OK, I'm cool with everything you have said. I understand the frustration of a faith such as ours being made to look wimpy. (I think that is why TFP has such a draw.) A while ago a protestant, maybe Anglican, wrote an article about men and church. He found that the number one factor that will make a child practice the faith they grew up in is the actions of the father. Even if the dad does nothing and the mom's a saint, it doesn't compare to the father's influence. As you are well aware, our whole country is a majority of broken homes and fatherless kids. Even our bishops and priests act like dead beat dads at times. No one wants to man up.

(02-04-2012, 06:48 PM)The_Harlequin_King Wrote: [ -> ]Because it's good for a man to do something that needs to be done.

Exactly. This is something that defines some limp wristed, pansy adolescent jonsing for a hit, and a real man that understands duty and that daily decisions build character.

I think that men should hold their piers accountable for their actions. For example if your married friend was hitting on women, you would call him out on that.
In HK's defense, I'm fairly certain he would teach at a Catholic school at the drop of a hat if given the chance. And, as he mentioned, he is one of three men in our Latin Mass community who has made the commitment to practice and sing the propers of the Mass at least twice a month. He would also serve at the altar if allowed, but parish politics don't allow for it. Don't ask. It's so incredibly petty that it's not even worth explaining. But it's worth noting, because it explains HK's cynicism with regard to the influence of overbearing women over parish politics.
(02-04-2012, 08:22 PM)rbjmartin Wrote: [ -> ]In HK's defense, I'm fairly certain he would teach at a Catholic school at the drop of a hat if given the chance.

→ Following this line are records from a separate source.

use std::time::Instant;

use tracing::debug;

use crate::config::BucketConfig;
use crate::ir::{Graph, NodeId};

use super::annotation::Annotation;
use super::routing::{self, RouteStats};
use super::{LayoutError, LayoutKind, LayoutReport, LayoutStrategy, NodePass, Spacing};

/// Row-major placement, busiest callers first.
#[derive(Debug, Clone, Default)]
pub struct BucketLayout {
    config: BucketConfig,
}

impl BucketLayout {
    pub fn new(config: BucketConfig) -> Self {
        Self { config }
    }
}

/// Node ids ordered by outgoing edge count, highest first. Ties keep
/// insertion order.
fn by_outgoing(graph: &Graph) -> Vec<NodeId> {
    let mut ids: Vec<NodeId> = graph.node_ids().collect();
    ids.sort_by_key(|id| std::cmp::Reverse(graph.node(*id).outgoing().len()));
    ids
}

impl LayoutStrategy for BucketLayout {
    fn kind(&self) -> LayoutKind {
        LayoutKind::Grid
    }

    fn layout_nodes(&self, graph: &mut Graph) -> Result<NodePass, LayoutError> {
        let started = Instant::now();
        let mut pass = NodePass::new(LayoutKind::Grid, graph);
        pass.spacing = Spacing {
            x: self.config.gap,
            y: self.config.gap,
            ..Spacing::default()
        };

        let mut cursor = 0.0_f32;
        let mut row_top = 0.0_f32;
        let mut row_height = 0.0_f32;
        let mut rows = usize::from(!graph.is_empty());
        for id in by_outgoing(graph) {
            let (width, height) = {
                let node = graph.node(id);
                (node.half_width, node.half_height)
            };
            graph.set_position(id, cursor + width, row_top + height);
            pass.annotations.set_node(id, Annotation::marked());

            cursor += 2.0 * width + self.config.gap;
            row_height = row_height.max(2.0 * height);
            if cursor > self.config.width_budget {
                cursor = 0.0;
                row_top += row_height + self.config.gap;
                row_height = 0.0;
                rows += 1;
            }
        }
        debug!(rows, "bucket placement");

        pass.elapsed = started.elapsed();
        Ok(pass)
    }

    fn layout_edges(&self, graph: &mut Graph, pass: NodePass) -> Result<LayoutReport, LayoutError> {
        pass.check(graph)?;
        let started = Instant::now();
        if let Some(id) = graph.node_ids().find(|id| !pass.annotations.is_annotated(*id)) {
            return Err(LayoutError::Unplaced(id));
        }
        let stats = RouteStats {
            self_loops: routing::anchor_all_straight(
                graph,
                self.config.self_loop_lateral,
                self.config.self_loop_lift,
            ),
            ..RouteStats::default()
        };
        Ok(pass.into_report(graph, stats, started.elapsed()))
    }
}

#[cfg(test)]
mod tests {
    use super::*;
    use crate::ir::Point;

    fn callers() -> (Graph, [NodeId; 3]) {
        let mut graph = Graph::new();
        let idle = graph.add_node("idle", 100.0, 20.0);
        let busy = graph.add_node("busy", 100.0, 20.0);
        let some = graph.add_node("some", 100.0, 30.0);
        graph.add_edge(busy, idle).unwrap();
        graph.add_edge(busy, some).unwrap();
        graph.add_edge(some, idle).unwrap();
        (graph, [idle, busy, some])
    }

    #[test]
    fn busiest_callers_come_first() {
        let (mut graph, [idle, busy, some]) = callers();
        BucketLayout::default().layout_nodes(&mut graph).unwrap();
        assert_eq!(graph.node(busy).center(), Point::new(100.0, 20.0));
        assert_eq!(graph.node(some).center(), Point::new(450.0, 30.0));
        assert_eq!(graph.node(idle).center(), Point::new(800.0, 20.0));
    }

    #[test]
    fn rows_wrap_past_the_width_budget() {
        let (mut graph, [idle, busy, some]) = callers();
        let strategy = BucketLayout::new(BucketConfig {
            width_budget: 600.0,
            ..BucketConfig::default()
        });
        strategy.layout_nodes(&mut graph).unwrap();
        assert_eq!(graph.node(busy).center(), Point::new(100.0, 20.0));
        assert_eq!(graph.node(some).center(), Point::new(450.0, 30.0));
        // Second row starts below the tallest node of the first (60) plus the gap.
        assert_eq!(graph.node(idle).center(), Point::new(100.0, 210.0 + 20.0));
    }

    #[test]
    fn edges_get_two_anchors() {
        let (mut graph, _) = callers();
        let strategy = BucketLayout::default();
        let pass = strategy.layout_nodes(&mut graph).unwrap();
        let report = strategy.layout_edges(&mut graph, pass).unwrap();
        assert_eq!(report.kind, LayoutKind::Grid);
        assert!(report.grid_dims.is_none());
        for edge in graph.edges() {
            assert_eq!(edge.points.len(), 2);
            assert!(graph.node(edge.from).boundary_side(edge.points[0]).is_some());
            assert!(graph.node(edge.to).boundary_side(edge.points[1]).is_some());
        }
    }
}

Sure. I just need to get certified.
(02-04-2012, 05:24 PM)TrentCath Wrote: [ -> ]Are you saying that only men should teach boys and vice versa?

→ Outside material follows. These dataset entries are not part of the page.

use std::time::Instant;

use tracing::{debug, info};

use crate::config::TreeConfig;
use crate::ir::{EdgeId, Graph, NodeId};

use super::annotation::{Annotation, Annotations, Mode};
use super::routing::{self, RouteStats};
use super::{LayoutError, LayoutKind, LayoutReport, LayoutStrategy, NodePass, Spacing};

/// Top-down tree placement from the root that leaves the fewest nodes
/// unvisited and the fewest edges pointing back into the tree.
#[derive(Debug, Clone, Default)]
pub struct TreeLayout {
    config: TreeConfig,
}

impl TreeLayout {
    pub fn new(config: TreeConfig) -> Self {
        Self { config }
    }

    fn candidates(&self, graph: &Graph) -> Vec<NodeId> {
        let limit = self.config.candidate_limit.min(graph.node_count());
        let mut candidates: Vec<NodeId> = graph
            .node_ids()
            .filter(|id| graph.node(*id).incoming().len() <= self.config.root_max_incoming)
            .take(limit)
            .collect();
        if !graph.is_empty() {
            candidates.push(NodeId(0));
        }
        candidates
    }

    fn choose_root(&self, graph: &Graph, annotations: &mut Annotations) -> Option<NodeId> {
        let mut best = None;
        let mut best_unvisited = usize::MAX;
        let mut best_callbacks = usize::MAX;
        for candidate in self.candidates(graph) {
            let callbacks = count_callbacks(graph, annotations, candidate);
            let unvisited = clear_marks(graph, annotations);
            let differs = best_unvisited != unvisited || best_callbacks != callbacks;
            let no_worse = best_unvisited >= unvisited && best_callbacks >= callbacks;
            let sum_no_worse = best_unvisited.saturating_add(best_callbacks) >= unvisited + callbacks;
            if differs && (no_worse || sum_no_worse) {
                best = Some(candidate);
                best_unvisited = unvisited;
                best_callbacks = callbacks;
            }
        }
        if let Some(root) = best {
            info!(
                root = %graph.node(root).name,
                callbacks = best_callbacks,
                unvisited = best_unvisited,
                nodes = graph.node_count(),
                "tree root selected"
            );
        }
        best
    }
}

/// Marks everything reachable from `id`, counting edges into nodes that
/// were already marked when their parent was reached.
fn count_callbacks(graph: &Graph, annotations: &mut Annotations, id: NodeId) -> usize {
    let mut callbacks = 0;
    let mut stack = vec![id];
    while let Some(id) = stack.pop() {
        if annotations.is_annotated(id) {
            continue;
        }
        annotations.set_node(id, Annotation::marked());
        let children = graph.children(id);
        callbacks += children
            .iter()
            .filter(|child| annotations.is_annotated(**child))
            .count();
        stack.extend(children.into_iter().rev());
    }
    callbacks
}

/// Drops all marks and returns how many nodes were not marked.
fn clear_marks(graph: &Graph, annotations: &mut Annotations) -> usize {
    let mut unvisited = 0;
    for id in graph.node_ids() {
        if annotations.is_annotated(id) {
            annotations.clear_node(id);
        } else {
            unvisited += 1;
        }
    }
    unvisited
}

struct Placement<'a> {
    config: &'a TreeConfig,
    graph: &'a mut Graph,
    annotations: Annotations,
}

/// A node whose children are being laid out below it.
struct Slot {
    id: NodeId,
    x: f32,
    y: f32,
    extent: (f32, f32),
    next_x: f32,
    next_y: f32,
    outgoing: Vec<EdgeId>,
    index: usize,
}

impl Placement<'_> {
    /// Lays out the subtree of `id` in the slot whose top-left corner is
    /// `(x, y)` and returns the bottom-right extent it used. A node that is
    /// already placed uses nothing, and the edge that led to it becomes a
    /// callback.
    fn layout_node(&mut self, id: NodeId, x: f32, y: f32) -> (f32, f32) {
        let Some(root) = self.enter(id, x, y) else {
            return (x, y);
        };
        let mut stack = vec![root];
        let mut used = (x, y);
        while let Some(slot) = stack.last_mut() {
            let Some(&edge_id) = slot.outgoing.get(slot.index) else {
                if let Some(done) = stack.pop() {
                    used = self.leave(done);
                }
                if let Some(parent) = stack.last_mut() {
                    parent.extent.0 = parent.extent.0.max(used.0);
                    parent.extent.1 = parent.extent.1.max(used.1);
                    parent.next_x = used.0;
                }
                continue;
            };
            slot.index += 1;
            let (next_x, next_y) = (slot.next_x, slot.next_y);
            let child = self.graph.edge(edge_id).to;
            match self.enter(child, next_x, next_y) {
                Some(child) => stack.push(child),
                None => self
                    .annotations
                    .set_edge(edge_id, Annotation::new(Mode::Callback)),
            }
        }
        used
    }

    fn enter(&mut self, id: NodeId, x: f32, y: f32) -> Option<Slot> {
        if self.annotations.is_annotated(id) {
            return None;
        }
        self.annotations.set_node(id, Annotation::marked());

        let node = self.graph.node(id);
        let extent = (
            x + 2.0 * node.half_width + self.config.dist_x,
            y + 2.0 * node.half_height,
        );
        Some(Slot {
            id,
            x,
            y,
            extent,
            next_x: x,
            next_y: extent.1 + self.config.dist_y,
            outgoing: node.outgoing().to_vec(),
            index: 0,
        })
    }

    /// Centres the node over the columns its subtree used.
    fn leave(&mut self, slot: Slot) -> (f32, f32) {
        let half_height = self.graph.node(slot.id).half_height;
        let right = slot.extent.0 - self.config.dist_x;
        self.graph
            .set_position(slot.id, (slot.x + right) / 2.0, slot.y + half_height);
        slot.extent
    }
}

impl LayoutStrategy for TreeLayout {
    fn kind(&self) -> LayoutKind {
        LayoutKind::Tree
    }

    fn layout_nodes(&self, graph: &mut Graph) -> Result<NodePass, LayoutError> {
        let started = Instant::now();
        let mut pass = NodePass::new(LayoutKind::Tree, graph);
        pass.spacing = Spacing {
            x: self.config.dist_x,
            y: self.config.dist_y,
            ..Spacing::default()
        };
        let Some(root) = self.choose_root(graph, &mut pass.annotations) else {
            pass.elapsed = started.elapsed();
            return Ok(pass);
        };
        pass.start_nodes = vec![root];

        let mut placement = Placement {
            config: &self.config,
            graph,
            annotations: std::mem::take(&mut pass.annotations),
        };
        let mut extent = placement.layout_node(root, 0.0, 0.0);
        for id in placement.graph.node_ids() {
            if !placement.annotations.is_annotated(id) {
                extent = placement.layout_node(id, 0.0, extent.1 + self.config.stack_gap);
            }
        }
        debug!(width = extent.0, height = extent.1, "tree placement");

        pass.annotations = placement.annotations;
        pass.elapsed = started.elapsed();
        Ok(pass)
    }

    fn layout_edges(&self, graph: &mut Graph, pass: NodePass) -> Result<LayoutReport, LayoutError> {
        pass.check(graph)?;
        let started = Instant::now();
        let mut stats = RouteStats::default();

        for edge_id in graph.edge_ids() {
            let edge = graph.edge(edge_id);
            for end in [edge.from, edge.to] {
                if pass.annotations.node_mode(end) != Mode::Marked {
                    return Err(LayoutError::Unplaced(end));
                }
            }
            let from = graph.node(edge.from);
            let to = graph.node(edge.to);
            let points = if edge.is_self_loop() {
                stats.self_loops += 1;
                routing::self_loop(from, self.config.self_loop_lateral, self.config.self_loop_lift)
            } else {
                let (start, mut end) = routing::anchor_via(from, to, to.center(), from.center());
                if pass.annotations.edge_mode(edge_id) == Mode::Callback {
                    stats.callbacks += 1;
                    end = routing::shift_along_side(to, end, self.config.callback_offset);
                }
                vec![start, end]
            };
            graph.edge_mut(edge_id).points = points;
        }

        debug!(%stats, "tree routing");
        Ok(pass.into_report(graph, stats, started.elapsed()))
    }
}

I don't think boys should be teaching men anything.  I can't think of one thing a boy can teach a man.  Not one.

Edited to add:  Assuming he's a real man, not one of the limp wristed, video game-playing, perpetual adolescents. 
(02-04-2012, 10:01 AM)su Wrote: [ -> ]
(02-04-2012, 02:31 AM)alphonsusjr Wrote: [ -> ]Such are the risks of getting into bed with the Conciliar Church.

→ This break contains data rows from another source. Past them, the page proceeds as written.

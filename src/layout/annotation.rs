use crate::ir::{EdgeId, NodeId, Point, Side};

use super::grid::GridPos;

/// What a layout pass has decided about a node or an edge so far.
#[derive(Debug, Clone, Copy, PartialEq, Default)]
pub enum Mode {
    #[default]
    Undefined,
    // Edge classifications.
    SelfCall,
    InnerDiversion,
    OuterDiversion {
        side: Side,
        start: Point,
        end: Point,
    },
    Incoming {
        cell: GridPos,
        via: Point,
    },
    Outgoing {
        cell: GridPos,
        via: Point,
    },
    Callback,
    // Node states.
    Placed(GridPos),
    Processed(GridPos),
    Marked,
}

#[derive(Debug, Clone, Default, PartialEq)]
pub struct Annotation {
    pub mode: Mode,
    pub reached: bool,
    pub points: Vec<Point>,
}

impl Annotation {
    pub fn new(mode: Mode) -> Self {
        Self {
            mode,
            reached: false,
            points: Vec::new(),
        }
    }

    pub fn placed(cell: GridPos) -> Self {
        Self::new(Mode::Placed(cell))
    }

    pub fn marked() -> Self {
        Self::new(Mode::Marked)
    }

    pub fn reached() -> Self {
        Self {
            mode: Mode::Undefined,
            reached: true,
            points: Vec::new(),
        }
    }

    /// Grid cell for placed or processed nodes.
    pub fn cell(&self) -> Option<GridPos> {
        match self.mode {
            Mode::Placed(cell) | Mode::Processed(cell) => Some(cell),
            _ => None,
        }
    }
}

/// Per-pass side table of annotations keyed by node and edge id.
#[derive(Debug, Clone, Default)]
pub struct Annotations {
    nodes: Vec<Option<Annotation>>,
    edges: Vec<Option<Annotation>>,
}

impl Annotations {
    pub fn new(node_count: usize, edge_count: usize) -> Self {
        Self {
            nodes: vec![None; node_count],
            edges: vec![None; edge_count],
        }
    }

    pub fn node_count(&self) -> usize {
        self.nodes.len()
    }

    pub fn edge_count(&self) -> usize {
        self.edges.len()
    }

    pub fn node(&self, id: NodeId) -> Option<&Annotation> {
        self.nodes.get(id.0).and_then(Option::as_ref)
    }

    pub fn node_mut(&mut self, id: NodeId) -> Option<&mut Annotation> {
        self.nodes.get_mut(id.0).and_then(Option::as_mut)
    }

    pub fn set_node(&mut self, id: NodeId, annotation: Annotation) {
        self.nodes[id.0] = Some(annotation);
    }

    pub fn clear_node(&mut self, id: NodeId) {
        self.nodes[id.0] = None;
    }

    pub fn edge(&self, id: EdgeId) -> Option<&Annotation> {
        self.edges.get(id.0).and_then(Option::as_ref)
    }

    pub fn edge_mut(&mut self, id: EdgeId) -> Option<&mut Annotation> {
        self.edges.get_mut(id.0).and_then(Option::as_mut)
    }

    pub fn set_edge(&mut self, id: EdgeId, annotation: Annotation) {
        self.edges[id.0] = Some(annotation);
    }

    pub fn node_mode(&self, id: NodeId) -> Mode {
        self.node(id).map_or(Mode::Undefined, |a| a.mode)
    }

    pub fn edge_mode(&self, id: EdgeId) -> Mode {
        self.edge(id).map_or(Mode::Undefined, |a| a.mode)
    }

    pub fn is_annotated(&self, id: NodeId) -> bool {
        self.node(id).is_some()
    }

    pub fn node_cell(&self, id: NodeId) -> Option<GridPos> {
        self.node(id).and_then(Annotation::cell)
    }

    pub fn is_reached(&self, id: NodeId) -> bool {
        self.node(id).is_some_and(|a| a.reached)
    }

    /// Sets the reached flag, creating a bare annotation if needed.
    pub fn mark_reached(&mut self, id: NodeId) {
        match self.nodes[id.0].as_mut() {
            Some(annotation) => annotation.reached = true,
            None => self.nodes[id.0] = Some(Annotation::reached()),
        }
    }

    /// Clears reached flags; bare annotations created only for the scan are dropped.
    pub fn reset_reached(&mut self, ids: &[NodeId]) {
        for id in ids {
            let slot = &mut self.nodes[id.0];
            if let Some(annotation) = slot {
                if annotation.mode == Mode::Undefined {
                    *slot = None;
                } else {
                    annotation.reached = false;
                }
            }
        }
    }
}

The Roman Catholic Church, outside of which there is no salvation, is the best thing to be with.

(02-04-2012, 04:16 PM)TrentCath Wrote: [ -> ]
(02-04-2012, 02:26 PM)Might_4_Right Wrote: [ -> ]I was looking at the numbers and I can see how they could be disconcerting to some.

FSSP  has   0 schools
SSPX  has 88 schools + 2 university-level institutes

They have at least 1 boarding school in France I know of and a few more on the continent but still one would think that being 'approved' they could have more schools, but no.

Your right. I sometimes rely on Wikipedia a little to much.
I looked for quite some time but was unable to find a definitive source for the actual numbers.
But I think I found at least four other FSSP schools including one that also closed recently which was St. Stephen Academy in Sacramento, CA. Which shut it doors in June of 2009

The three others I found were;

St. Clement's School in Ottawa, Canada

St. John Vianney Prep. School close to Topeka, KS

Kolbe Immaculata School in Pequnannock, NJ

I also noticed that the FSSP only has two seminaries compared to the six the SSPX currently has.
If these numbers are correct they seem odd to me, I would of thought the FSSP, considering their good standing with the Holy See, would have out paced the SSPX by now.
It makes one wonder if there really has been a conspiracy to sever the Church from her past, but the better part of me thinks there must be a more prosaic explanation for the disparity in the growth rates of the two societies.
It would be interesting to know what the attrition rate is for seminarians for both the FSSP and SSPX.  In other words, how many seminarians leave before ordination.  It would be even more interesting to know how those numbers compare to regular diocesan seminaries.  Somehow, I doubt those numbers are readily available in any case, but I bet they're almost identical. 
I saw a comment about the need for female religious connected with the FSSP. Please pray for this intention, as there are young women like my daughter who are beginning to look for a place to go, and finding the well dry.